§ EXERCISE DETAILS:
Scan the entries below for "returns" and copy each line that holds it.

§ SOURCE DATA:
use serde::Serialize;
use tokio::task;
use tracing::{info, warn};
use uuid::Uuid;

use crate::config::ResolvedConfig;
use crate::db::{self, DbPool};
use crate::destination::Destination;
use crate::error::{IngestError, Result};
use crate::indexes::create_indexes;
use crate::job::{IngestionReport, RunContext, SalesIngestionJob};
use crate::transform::run_transform;

/// Steps of the daily sales pipeline, in execution order.
#[derive(Debug, Clone, Copy, PartialEq, Eq, Serialize)]
#[serde(rename_all = "snake_case")]
pub enum Step {
    IngestSalesData,
    CreateIndex,
    BuildTransform,
}

impl Step {
    pub fn as_str(&self) -> &'static str {
        match self {
            Step::IngestSalesData => "ingest_sales_data",
            Step::CreateIndex => "create_index",
            Step::BuildTransform => "build_transform",
        }
    }
}

#[derive(Debug, Clone, Copy, Default)]
pub struct PipelineOptions {
    pub skip_transform: bool,
}

#[derive(Debug, Clone, Serialize)]
pub struct PipelineReport {
    pub run_id: Uuid,
    pub ingestion: IngestionReport,
    pub indexes_ensured: usize,
    pub completed: Vec<Step>,
    pub transform_skipped: bool,
}

/// Runs ingest, index and transform in order under the configured deadline.
///
/// Only one run per destination table may be active; a second concurrent run fails with
/// `AlreadyRunning` instead of waiting. The first failing step stops the pipeline.
pub async fn run_pipeline(
    config: &ResolvedConfig,
    options: PipelineOptions,
    ctx: &RunContext,
) -> Result<PipelineReport> {
    match tokio::time::timeout(config.timeout, run_exclusive(config, options, ctx)).await {
        Ok(result) => result,
        Err(_) => {
            warn!(run_id = %ctx.run_id, timeout = ?config.timeout, "Pipeline run timed out");
            Err(IngestError::Timeout(config.timeout))
        }
    }
}

async fn run_exclusive(
    config: &ResolvedConfig,
    options: PipelineOptions,
    ctx: &RunContext,
) -> Result<PipelineReport> {
    let destination = &config.job.destination;
    let pool = db::connect(&config.job.connection).await?;

    let lock = match AdvisoryLock::try_acquire(&pool, lock_key(destination)).await? {
        Some(lock) => lock,
        None => {
            pool.close().await;
            return Err(IngestError::AlreadyRunning(destination.to_string()));
        }
    };

    let result = run_steps(&pool, config, options, ctx).await;
    if let Err(err) = lock.release().await {
        warn!(run_id = %ctx.run_id, error = %err, "Failed to release pipeline lock");
    }
    pool.close().await;
    result
}

async fn run_steps(
    pool: &DbPool,
    config: &ResolvedConfig,
    options: PipelineOptions,
    ctx: &RunContext,
) -> Result<PipelineReport> {
    let mut completed = Vec::with_capacity(3);

    let job = SalesIngestionJob::new(config.job.clone());
    let ingestion = job
        .execute_with_pool(pool, ctx)
        .await
        .inspect_err(|_| halted(ctx, Step::IngestSalesData))?;
    completed.push(Step::IngestSalesData);

    let indexes_ensured = create_indexes(pool, &config.job.destination)
        .await
        .inspect_err(|_| halted(ctx, Step::CreateIndex))?;
    completed.push(Step::CreateIndex);

    if options.skip_transform {
        info!(run_id = %ctx.run_id, "Skipping transformation step");
    } else {
        run_transform(&config.transform)
            .await
            .inspect_err(|_| halted(ctx, Step::BuildTransform))?;
        completed.push(Step::BuildTransform);
    }

    info!(
        run_id = %ctx.run_id,
        steps = completed.len(),
        "Pipeline run finished"
    );

    Ok(PipelineReport {
        run_id: ctx.run_id,
        ingestion,
        indexes_ensured,
        completed,
        transform_skipped: options.skip_transform,
    })
}

fn halted(ctx: &RunContext, step: Step) {
    warn!(run_id = %ctx.run_id, step = step.as_str(), "Step failed; downstream steps will not run");
}

/// Advisory lock key for a destination, stable across processes.
pub fn lock_key(destination: &Destination) -> i64 {
    let hash = blake3::hash(destination.to_string().as_bytes());
    let mut bytes = [0u8; 8];
    bytes.copy_from_slice(&hash.as_bytes()[..8]);
    i64::from_be_bytes(bytes)
}

/// Session-level Postgres advisory lock held on a dedicated pooled connection.
struct AdvisoryLock {
    conn: Option<sqlx::pool::PoolConnection<sqlx::Postgres>>,
    key: i64,
}

impl AdvisoryLock {
    async fn try_acquire(pool: &DbPool, key: i64) -> Result<Option<Self>> {
        let mut conn = pool
            .acquire()
            .await
            .map_err(|source| IngestError::Connect { source })?;
        let acquired: bool = sqlx::query_scalar::<_, bool>("SELECT pg_try_advisory_lock($1)")
            .bind(key)
            .fetch_one(conn.as_mut())
            .await
            .map_err(|source| IngestError::Connect { source })?;

        if !acquired {
            return Ok(None);
        }
        Ok(Some(Self {
            conn: Some(conn),
            key,
        }))
    }

    async fn release(mut self) -> std::result::Result<(), sqlx::Error> {
        if let Some(mut conn) = self.conn.take() {
            sqlx::query::<sqlx::Postgres>("SELECT pg_advisory_unlock($1)")
                .bind(self.key)
                .execute(conn.as_mut())
                .await?;
        }
        Ok(())
    }
}

impl Drop for AdvisoryLock {
    fn drop(&mut self) {
        if let Some(mut conn) = self.conn.take() {
            let key = self.key;
            task::spawn(async move {
                if let Err(err) = sqlx::query::<sqlx::Postgres>("SELECT pg_advisory_unlock($1)")
                    .bind(key)
                    .execute(conn.as_mut())
                    .await
                {
                    tracing::warn!("failed to release advisory lock in drop: {err}");
                }
            });
        }
    }
}

#[cfg(test)]
mod tests {
    use super::*;

    #[test]
    fn lock_key_is_stable_per_destination() {
        let sales = Destination::new("raw", "sales").unwrap();
        let returns = Destination::new("raw", "returns").unwrap();
        assert_eq!(lock_key(&sales), lock_key(&sales.clone()));
        assert_ne!(lock_key(&sales), lock_key(&returns));
    }
}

§ SOLUTION TO THIS TASK:
        let returns = Destination::new("raw", "returns").unwrap();
        assert_ne!(lock_key(&sales), lock_key(&returns));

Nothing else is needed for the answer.